Porém, tais como outros mitos curitibanos, se analisados “à luz da cabala”, esses conceitos se confirmam ou se perdem? Jacaré do Barigui: mito ou lenda!? Dalton Trevisan: mito ou lenda!? A exigência do público e a efervescência da cena cultural curitibana: mito ou lenda!?

Se é certo que o público comparece em massa às sessões do Festival, uma vez por ano, para ver as produções de fora, também é certo que muito pouco ou quase nada conhece do que é produzido por aqui e que por aqui fica em cartaz o restante do ano. A arte produzida em Curitiba, embora quase relegada ao consumo autofágico de quem a faz, não deixa nada a desejar à arte produzida no resto do país. Poucas vezes se vê, mesmo no eixo Rio-São Paulo, uma cena cultural tão inteligente e bem acabada quanto à nossa.

Na literatura — apenas para começar falando de uma área onde o consumo parece ser menos autofágico –, estamos na vanguarda estética já há algumas décadas, com ícones notórios como Paulo Leminski e Dalton Trevisan (não estou aqui dando destaque à notoriedade dos dois, e sim ao conteúdo estético de suas obras).

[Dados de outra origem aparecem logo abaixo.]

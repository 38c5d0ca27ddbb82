//! The scoring engine.
//!
//! [`Scoreboard`] owns the ledger state and applies awards, removals and
//! recounts against the catalog, persisting after every mutation.
//! [`SharedScoreboard`] puts it behind a lock for concurrent callers.

use drop_types::{Catalog, Points, Roster, TeamId};
use rust_decimal::Decimal;
use serde::Serialize;
use std::sync::{Arc, PoisonError, RwLock};
use tracing::{debug, info, warn};

use crate::error::LedgerError;
use crate::ledger::{recount, LedgerState};
use crate::rules::{award_value, is_repeat, last_award_value, Tier};
use crate::store::{MemoryStore, Store, StoreError};

/// Outcome of a successful award.
#[derive(Debug, Clone, PartialEq, Serialize)]
pub struct AwardResult {
    pub team: TeamId,
    pub boss: String,
    /// Canonical catalog spelling
    pub drop: String,
    pub awarded_points: Points,
    /// Whether this occurrence was past the tier's full-value threshold
    pub is_repeat: bool,
    /// 1-based number of this occurrence
    pub occurrence: u32,
    pub tier: Tier,
}

/// Outcome of a successful removal.
#[derive(Debug, Clone, PartialEq, Serialize)]
pub struct RemoveResult {
    pub team: TeamId,
    pub boss: String,
    pub drop: String,
    pub removed_points: Points,
    /// Occurrences left after the removal
    pub remaining: u32,
}

/// A team's counters and total.
#[derive(Debug, Clone, PartialEq, Serialize)]
pub struct TeamStats {
    pub team: TeamId,
    /// (boss, drop, count) ordered by boss then drop
    pub drops: Vec<DropCount>,
    pub total_points: Points,
}

#[derive(Debug, Clone, PartialEq, Eq, Serialize)]
pub struct DropCount {
    pub boss: String,
    pub drop: String,
    pub count: u32,
}

/// Catalog, roster and mutable ledger state, with a persistence backend.
pub struct Scoreboard {
    catalog: Arc<Catalog>,
    roster: Arc<Roster>,
    state: LedgerState,
    store: Box<dyn Store>,
}

impl std::fmt::Debug for Scoreboard {
    fn fmt(&self, f: &mut std::fmt::Formatter<'_>) -> std::fmt::Result {
        f.debug_struct("Scoreboard")
            .field("bosses", &self.catalog.len())
            .field("teams", &self.roster.teams().len())
            .field("generation", &self.state.generation)
            .finish()
    }
}

impl Scoreboard {
    /// Loads state from `store`, falling back to zeroed state when nothing is
    /// stored. Totals are rebuilt from the ledger if the two stored records do
    /// not come from the same write.
    pub fn load(
        catalog: Arc<Catalog>,
        roster: Arc<Roster>,
        store: Box<dyn Store>,
    ) -> Result<Self, StoreError> {
        let state = load_state(&catalog, &roster, store.as_ref())?;
        Ok(Self {
            catalog,
            roster,
            state,
            store,
        })
    }

    /// Replaces in-memory state with what the store currently holds.
    ///
    /// Picks up changes written by other processes sharing the same files.
    pub fn reload(&mut self) -> Result<(), StoreError> {
        self.state = load_state(&self.catalog, &self.roster, self.store.as_ref())?;
        Ok(())
    }

    /// Starts from zeroed state backed by a [`MemoryStore`].
    pub fn in_memory(catalog: Arc<Catalog>, roster: Arc<Roster>) -> Self {
        let state = LedgerState::empty(&roster);
        Self {
            catalog,
            roster,
            state,
            store: Box::new(MemoryStore::new()),
        }
    }

    /// Records one occurrence of a drop for a team and credits its value.
    ///
    /// Lookup failures leave state untouched. A persistence failure leaves
    /// the award applied in memory and is returned as
    /// [`LedgerError::Persistence`].
    pub fn award(&mut self, team: &str, boss: &str, drop: &str) -> Result<AwardResult, LedgerError> {
        let team = self.resolve_team(team)?;
        let (boss_def, drop_def) = self.catalog.lookup_drop(boss, drop)?;
        let tier = Tier::of(boss_def);
        let boss = boss_def.name.clone();
        let drop = drop_def.name.clone();

        let prior = self.state.ledger.count(team.as_str(), &boss, &drop);
        let awarded_points = award_value(drop_def.base_points, tier, prior);
        let occurrence = self.state.ledger.increment(&team, &boss, &drop);
        self.state.totals.add(&team, awarded_points);

        info!(
            team = %team,
            boss = %boss,
            drop = %drop,
            points = %awarded_points,
            occurrence,
            "Awarded drop"
        );

        let result = AwardResult {
            team,
            boss,
            drop,
            awarded_points,
            is_repeat: is_repeat(tier, prior),
            occurrence,
            tier,
        };
        self.persist()?;
        Ok(result)
    }

    /// Removes the most recent occurrence of a drop and debits exactly the
    /// value it was awarded.
    pub fn remove(&mut self, team: &str, boss: &str, drop: &str) -> Result<RemoveResult, LedgerError> {
        let team = self.resolve_team(team)?;
        let (boss_def, drop_def) = self.catalog.lookup_drop(boss, drop)?;
        let tier = Tier::of(boss_def);
        let boss = boss_def.name.clone();
        let drop = drop_def.name.clone();

        let count = self.state.ledger.count(team.as_str(), &boss, &drop);
        let Some(removed_points) = last_award_value(drop_def.base_points, tier, count) else {
            debug!(team = %team, boss = %boss, drop = %drop, "Nothing to remove");
            return Err(LedgerError::NothingToRemove {
                team: team.to_string(),
                boss,
                drop,
            });
        };
        let remaining = self
            .state
            .ledger
            .decrement(team.as_str(), &boss, &drop)
            .unwrap_or(0);
        self.state.totals.subtract(&team, removed_points);

        info!(
            team = %team,
            boss = %boss,
            drop = %drop,
            points = %removed_points,
            remaining,
            "Removed drop"
        );

        let result = RemoveResult {
            team,
            boss,
            drop,
            removed_points,
            remaining,
        };
        self.persist()?;
        Ok(result)
    }

    /// Rebuilds every team total from the ledger.
    ///
    /// Running it again without intervening changes yields the same totals.
    pub fn recalculate_all(&mut self) -> Result<(), LedgerError> {
        let totals = recount(&self.catalog, &self.roster, &self.state.ledger);
        for (team, points) in totals.iter() {
            let previous = self.state.totals.get(team.as_str());
            if previous != points {
                warn!(team = %team, from = %previous, to = %points, "Recount corrected total");
            }
        }
        self.state.totals = totals;
        info!("Recalculated team totals");
        self.persist()
    }

    /// Clears every counter and zeroes every total.
    pub fn reset(&mut self) -> Result<(), LedgerError> {
        let generation = self.state.generation;
        self.state = LedgerState::empty(&self.roster);
        self.state.generation = generation;
        info!("Reset all team data");
        self.persist()
    }

    /// Counters and total of a single team.
    pub fn team_stats(&self, team: &str) -> Result<TeamStats, LedgerError> {
        let team = self.resolve_team(team)?;
        let drops = self
            .state
            .ledger
            .team(team.as_str())
            .map(|bosses| {
                bosses
                    .iter()
                    .flat_map(|(boss, drops)| {
                        drops.iter().map(move |(drop, count)| DropCount {
                            boss: boss.clone(),
                            drop: drop.clone(),
                            count: *count,
                        })
                    })
                    .collect()
            })
            .unwrap_or_default();
        let total_points = self.state.totals.get(team.as_str());
        Ok(TeamStats {
            team,
            drops,
            total_points,
        })
    }

    /// Stats of every roster team, in roster order.
    pub fn all_team_stats(&self) -> Vec<TeamStats> {
        self.roster
            .teams()
            .iter()
            .filter_map(|team| self.team_stats(team.as_str()).ok())
            .collect()
    }

    /// Teams by total, highest first. Ties keep roster order.
    pub fn leaderboard(&self) -> Vec<(TeamId, Points)> {
        let mut board: Vec<(TeamId, Points)> = self
            .roster
            .teams()
            .iter()
            .map(|team| (team.clone(), self.state.totals.get(team.as_str())))
            .collect();
        board.sort_by(|a, b| b.1.cmp(&a.1));
        board
    }

    pub fn total(&self, team: &str) -> Points {
        self.state.totals.get(team)
    }

    pub fn count(&self, team: &str, boss: &str, drop: &str) -> u32 {
        self.state.ledger.count(team, boss, drop)
    }

    /// Sum of every team's total.
    pub fn grand_total(&self) -> Points {
        self.state
            .totals
            .iter()
            .fold(Decimal::ZERO, |acc, (_, points)| acc + points)
    }

    pub fn catalog(&self) -> &Arc<Catalog> {
        &self.catalog
    }

    pub fn roster(&self) -> &Arc<Roster> {
        &self.roster
    }

    pub fn state(&self) -> &LedgerState {
        &self.state
    }

    fn resolve_team(&self, team: &str) -> Result<TeamId, LedgerError> {
        self.roster
            .team(team)
            .cloned()
            .ok_or_else(|| LedgerError::UnknownTeam(team.to_string()))
    }

    fn persist(&mut self) -> Result<(), LedgerError> {
        self.state.generation += 1;
        self.store.save(&self.state).map_err(|e| {
            warn!(generation = self.state.generation, "Failed to save ledger: {}", e);
            LedgerError::Persistence(e)
        })
    }
}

Mas nas outras vertentes artísticas, as tais relegadas à autofagia, também estamos bem à frente do nosso tempo, com nomes que ganharam ou vêm ganhando cada vez mais destaque no cenário nacional. Não, eu não estou falando de nomes como o do agora galã e protagonista Alexandre Nero, mas de artistas cujas pesquisas e resultados estéticos têm sido apreciados pelo público e pela crítica especializada para bem além das Terras das Araucárias. Felipe Hirsch, Carmen Jorge, Paulo Biscaia e Cia. Brasileira de Teatro, por exemplo, são nomes das artes cênicas locais que você deveria conhecer ou, pelo menos, ter ouvido falar.

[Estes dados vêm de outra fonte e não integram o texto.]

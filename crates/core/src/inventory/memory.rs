//! In-memory reference store.
//!
//! Implements every persistence port over `DashMap` collections. Used by
//! the test suites and suitable for small embeddings; clones share state.

use std::sync::Arc;

use chrono::{DateTime, NaiveDate, Utc};
use dashmap::DashMap;

use stockbook_shared::error::StoreResult;
use stockbook_shared::types::{
    FinancialAccountId, FinancialEntryId, FinancialPeriodId, FinancialUnitId, InventoryItemId,
    InventoryTransactionId,
};

use crate::fiscal::FinancialPeriod;
use crate::posting::entry::FinancialEntry;
use crate::posting::store::{FinancialEntryStore, ReferenceLookup};

use super::store::InventoryTransactionStore;
use super::types::InventoryTransaction;

/// DashMap-backed implementation of all persistence ports.
#[derive(Clone, Default)]
pub struct MemoryStore {
    inner: Arc<Collections>,
}

#[derive(Default)]
struct Collections {
    transactions: DashMap<InventoryTransactionId, InventoryTransaction>,
    entries: DashMap<FinancialEntryId, FinancialEntry>,
    periods: DashMap<FinancialPeriodId, FinancialPeriod>,
    accounts: DashMap<FinancialAccountId, FinancialUnitId>,
}

impl MemoryStore {
    /// Creates an empty store.
    #[must_use]
    pub fn new() -> Self {
        Self::default()
    }

    /// Registers a financial period.
    pub fn add_period(&self, period: FinancialPeriod) {
        self.inner.periods.insert(period.id, period);
    }

    /// Registers an account within a financial unit.
    pub fn add_account(&self, account: FinancialAccountId, financial_unit: FinancialUnitId) {
        self.inner.accounts.insert(account, financial_unit);
    }

    /// Snapshot of all transactions, ordered by id (creation order).
    #[must_use]
    pub fn transactions(&self) -> Vec<InventoryTransaction> {
        let mut all: Vec<InventoryTransaction> = self
            .inner
            .transactions
            .iter()
            .map(|record| record.value().clone())
            .collect();
        all.sort_by_key(|transaction| transaction.id.into_inner());
        all
    }

    /// Snapshot of all entries, ordered by id (creation order).
    #[must_use]
    pub fn entries(&self) -> Vec<FinancialEntry> {
        let mut all: Vec<FinancialEntry> = self
            .inner
            .entries
            .iter()
            .map(|record| record.value().clone())
            .collect();
        all.sort_by_key(|entry| entry.id.into_inner());
        all
    }

    fn remove_transactions_where(
        &self,
        predicate: impl Fn(&InventoryTransaction) -> bool,
    ) -> u64 {
        let doomed: Vec<InventoryTransactionId> = self
            .inner
            .transactions
            .iter()
            .filter(|record| predicate(record.value()))
            .map(|record| *record.key())
            .collect();
        for id in &doomed {
            self.inner.transactions.remove(id);
        }
        doomed.len() as u64
    }

    fn remove_entries_where(&self, predicate: impl Fn(&FinancialEntry) -> bool) -> u64 {
        let doomed: Vec<FinancialEntryId> = self
            .inner
            .entries
            .iter()
            .filter(|record| predicate(record.value()))
            .map(|record| *record.key())
            .collect();
        for id in &doomed {
            self.inner.entries.remove(id);
        }
        doomed.len() as u64
    }
}

impl InventoryTransactionStore for MemoryStore {
    async fn find_active_by_item(
        &self,
        item: InventoryItemId,
    ) -> StoreResult<Vec<InventoryTransaction>> {
        let mut log: Vec<InventoryTransaction> = self
            .inner
            .transactions
            .iter()
            .filter(|record| record.inventory_item == item && record.is_active)
            .map(|record| record.value().clone())
            .collect();
        log.sort_by_key(|transaction| transaction.transaction_index);
        Ok(log)
    }

    async fn find_transaction(
        &self,
        id: InventoryTransactionId,
    ) -> StoreResult<Option<InventoryTransaction>> {
        Ok(self
            .inner
            .transactions
            .get(&id)
            .map(|record| record.value().clone()))
    }

    async fn insert_transaction(&self, transaction: InventoryTransaction) -> StoreResult<()> {
        self.inner.transactions.insert(transaction.id, transaction);
        Ok(())
    }

    async fn activate_transaction(&self, id: InventoryTransactionId) -> StoreResult<()> {
        if let Some(mut record) = self.inner.transactions.get_mut(&id) {
            record.is_active = true;
        }
        Ok(())
    }

    async fn delete_inactive_transactions_for(
        &self,
        anchor: InventoryTransactionId,
    ) -> StoreResult<u64> {
        Ok(self.remove_transactions_where(|transaction| {
            !transaction.is_active
                && (transaction.id == anchor
                    || transaction.transaction_forcing_derivation == Some(anchor))
        }))
    }

    async fn delete_active_transactions_from_index(
        &self,
        item: InventoryItemId,
        from_index: usize,
    ) -> StoreResult<u64> {
        Ok(self.remove_transactions_where(|transaction| {
            transaction.inventory_item == item
                && transaction.is_active
                && transaction.transaction_index >= from_index
        }))
    }

    async fn delete_inactive_transactions_created_before(
        &self,
        cutoff: DateTime<Utc>,
    ) -> StoreResult<u64> {
        Ok(self.remove_transactions_where(|transaction| {
            !transaction.is_active && transaction.created < cutoff
        }))
    }
}

impl FinancialEntryStore for MemoryStore {
    async fn insert_entry(&self, entry: FinancialEntry) -> StoreResult<()> {
        self.inner.entries.insert(entry.id, entry);
        Ok(())
    }

    async fn activate_entries_for(
        &self,
        transaction: InventoryTransactionId,
    ) -> StoreResult<u64> {
        let mut activated = 0;
        for mut record in self.inner.entries.iter_mut() {
            let entry = record.value_mut();
            let references = entry.inventory_transaction == transaction
                || entry.inventory_transaction_forcing_derivation == Some(transaction);
            if references && !entry.is_active {
                entry.is_active = true;
                activated += 1;
            }
        }
        Ok(activated)
    }

    async fn delete_inactive_entries_for(
        &self,
        transaction: InventoryTransactionId,
    ) -> StoreResult<u64> {
        Ok(self.remove_entries_where(|entry| {
            !entry.is_active
                && (entry.inventory_transaction == transaction
                    || entry.inventory_transaction_forcing_derivation == Some(transaction))
        }))
    }

    async fn delete_active_entries_from_index(
        &self,
        item: InventoryItemId,
        from_index: usize,
    ) -> StoreResult<u64> {
        Ok(self.remove_entries_where(|entry| {
            entry.inventory_item == item
                && entry.is_active
                && entry.inventory_item_transaction_index >= from_index
        }))
    }

    async fn delete_inactive_entries_created_before(
        &self,
        cutoff: DateTime<Utc>,
    ) -> StoreResult<u64> {
        Ok(self.remove_entries_where(|entry| !entry.is_active && entry.created < cutoff))
    }

    async fn find_entries_by_item(
        &self,
        item: InventoryItemId,
    ) -> StoreResult<Vec<FinancialEntry>> {
        let mut entries: Vec<FinancialEntry> = self
            .inner
            .entries
            .iter()
            .filter(|record| record.inventory_item == item)
            .map(|record| record.value().clone())
            .collect();
        entries.sort_by_key(|entry| entry.inventory_item_transaction_index);
        Ok(entries)
    }
}

impl ReferenceLookup for MemoryStore {
    async fn period_exists(
        &self,
        financial_unit: FinancialUnitId,
        date: NaiveDate,
    ) -> StoreResult<bool> {
        Ok(self.inner.periods.iter().any(|record| {
            record.financial_unit == financial_unit && record.contains_date(date)
        }))
    }

    async fn account_exists(
        &self,
        account: FinancialAccountId,
        financial_unit: FinancialUnitId,
    ) -> StoreResult<bool> {
        Ok(self
            .inner
            .accounts
            .get(&account)
            .is_some_and(|unit| *unit == financial_unit))
    }
}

Na cena musical, o fenômeno de visibilidade ocorrido com A Banda Mais Bonita da Cidade pelo Youtube, em 2011, parece ter despertado um espírito ufanista na área. Dezenas de bandas ou artistas ganharam visibilidade e espaço a partir de então. Eventos como a Virada Cultural ou a Fifa Fan Fest trazem ou trouxeram à tona uma grande leva de artistas locais, até então relegados ao ostracismo. O fenômeno Oração parece ter despertado apreço, curiosidade e interesse sobre a música que se compõe aqui. De lá para cá, compositores locais viraram figurinhas fáceis, explorados inclusive pela RPC em horário nobre. Afinal, quem não lembra da belíssima vinheta de Dia dos Namorados da emissora nos últimos anos? Não há nada mais lindo, do talentosíssimo Leo Fressato, serviu de nome e trilha à campanha.

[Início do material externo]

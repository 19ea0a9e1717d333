//! Stock batch and snapshot types.

use chrono::NaiveDate;
use rust_decimal::Decimal;
use serde::{Deserialize, Serialize};

/// One priced lot of inventory acquired at a single point in time.
///
/// Batches are owned exclusively by the [`Stock`] they belong to and are
/// never mutated in place; every operation produces new batch values.
#[derive(Debug, Clone, PartialEq, Eq, Serialize, Deserialize)]
pub struct StockBatch {
    /// Quantity remaining in this batch.
    pub quantity: Decimal,
    /// Acquisition cost per unit.
    pub cost_per_unit: Decimal,
    /// Date the batch entered stock.
    pub added: NaiveDate,
    /// Log index of the transaction that created the batch.
    pub transaction_index: usize,
}

impl StockBatch {
    /// Total acquisition cost carried by this batch.
    #[must_use]
    pub fn cost(&self) -> Decimal {
        self.quantity * self.cost_per_unit
    }
}

/// An immutable snapshot of an item's stock: cost batches plus totals.
///
/// Invariant: `total_stock_quantity` and `total_stock_cost` equal the sums
/// over the batches, and zero-quantity batches are pruned. Snapshots are
/// built through [`Stock::from_batches`], which enforces both.
#[derive(Debug, Clone, Default, PartialEq, Eq, Serialize, Deserialize)]
pub struct Stock {
    /// Sum of all batch quantities.
    pub total_stock_quantity: Decimal,
    /// Sum of `quantity * cost_per_unit` over all batches.
    pub total_stock_cost: Decimal,
    /// The cost batches. Order is irrelevant until a valuation method is
    /// applied.
    pub batches: Vec<StockBatch>,
}

impl Stock {
    /// An empty snapshot: no batches, zero totals.
    #[must_use]
    pub fn empty() -> Self {
        Self::default()
    }

    /// Builds a snapshot from batches, pruning zero-quantity batches and
    /// recomputing both totals.
    #[must_use]
    pub fn from_batches(batches: Vec<StockBatch>) -> Self {
        let batches: Vec<StockBatch> = batches
            .into_iter()
            .filter(|batch| batch.quantity > Decimal::ZERO)
            .collect();
        let total_stock_quantity = batches.iter().map(|batch| batch.quantity).sum();
        let total_stock_cost = batches.iter().map(StockBatch::cost).sum();
        Self {
            total_stock_quantity,
            total_stock_cost,
            batches,
        }
    }

    /// Returns true if the snapshot holds no stock.
    #[must_use]
    pub fn is_empty(&self) -> bool {
        self.batches.is_empty()
    }
}

#[cfg(test)]
mod tests {
    use super::*;
    use rust_decimal_macros::dec;

    fn date(day: u32) -> NaiveDate {
        NaiveDate::from_ymd_opt(2026, 1, day).unwrap()
    }

    #[test]
    fn test_empty_stock() {
        let stock = Stock::empty();
        assert!(stock.is_empty());
        assert_eq!(stock.total_stock_quantity, Decimal::ZERO);
        assert_eq!(stock.total_stock_cost, Decimal::ZERO);
    }

    #[test]
    fn test_from_batches_recomputes_totals() {
        let stock = Stock::from_batches(vec![
            StockBatch {
                quantity: dec!(5),
                cost_per_unit: dec!(10),
                added: date(1),
                transaction_index: 0,
            },
            StockBatch {
                quantity: dec!(3),
                cost_per_unit: dec!(20),
                added: date(2),
                transaction_index: 1,
            },
        ]);
        assert_eq!(stock.total_stock_quantity, dec!(8));
        assert_eq!(stock.total_stock_cost, dec!(110));
    }

    #[test]
    fn test_from_batches_prunes_empty_batches() {
        let stock = Stock::from_batches(vec![
            StockBatch {
                quantity: dec!(0),
                cost_per_unit: dec!(10),
                added: date(1),
                transaction_index: 0,
            },
            StockBatch {
                quantity: dec!(4),
                cost_per_unit: dec!(15),
                added: date(2),
                transaction_index: 1,
            },
        ]);
        assert_eq!(stock.batches.len(), 1);
        assert_eq!(stock.batches[0].transaction_index, 1);
        assert_eq!(stock.total_stock_quantity, dec!(4));
        assert_eq!(stock.total_stock_cost, dec!(60));
    }

    #[test]
    fn test_batch_cost() {
        let batch = StockBatch {
            quantity: dec!(2.5),
            cost_per_unit: dec!(4),
            added: date(1),
            transaction_index: 0,
        };
        assert_eq!(batch.cost(), dec!(10));
    }
}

E falando em ufanismo, o destaque nacional obtido por Leminski e sua catapultagem ao topo da lista dos mais vendidos, também no ano passado, parece ter sido um fenômeno capaz de fazer o curitibano voltar a entender e valorizar o que se produz na cidade. Nunca se falou tanto em Leminski de lá para cá. Afinal, se é verdade que a gente comparece em massa e aplaude em pé, com facilidade, ao que não é daqui — contradizendo o mito criado por Fernanda Montenegro –, também é certo que só (re)conhece o que é local quando o público nacional lhe outorga alguma visibilidade.

As estreias de Marisa Monte por aqui, no final das contas, não tem nada a ver com a tão propalada “exigência curitibana”. De acordo com a própria cantora, as estreias acontecem em Curitiba e em Porto Alegre (segunda cidade por onde passa sua turnê) porque é uma forma de aquecer as turbinas para as estreias do Rio e de São Paulo, que são as cidades que realmente importam, pela visibilidade que têm. É lá que público e crítica podem conferir o sucesso ou a derrocada de um show.

E assim parecemos seguir nós, os artistas locais: ensaiando esboços de nossas obras bem acabadas na boemia do baixo São Francisco, aplaudidos em pé por uma plateia tão exigente quanto imaginária, até que um mecenas nos tire do limbo e nos dê à luz no eixo Rio-São Paulo, trazendo-nos à tona. Até lá, é cada um na sua, no ramerrame de sempre.

Paulo Leminski (1944–1989) ensaia em sua casa, em Curitiba, para o show que fez no extinto Dama Xoc, em São Paulo, em 1988 | (Foto: Mônica Vendramini — Folhapress)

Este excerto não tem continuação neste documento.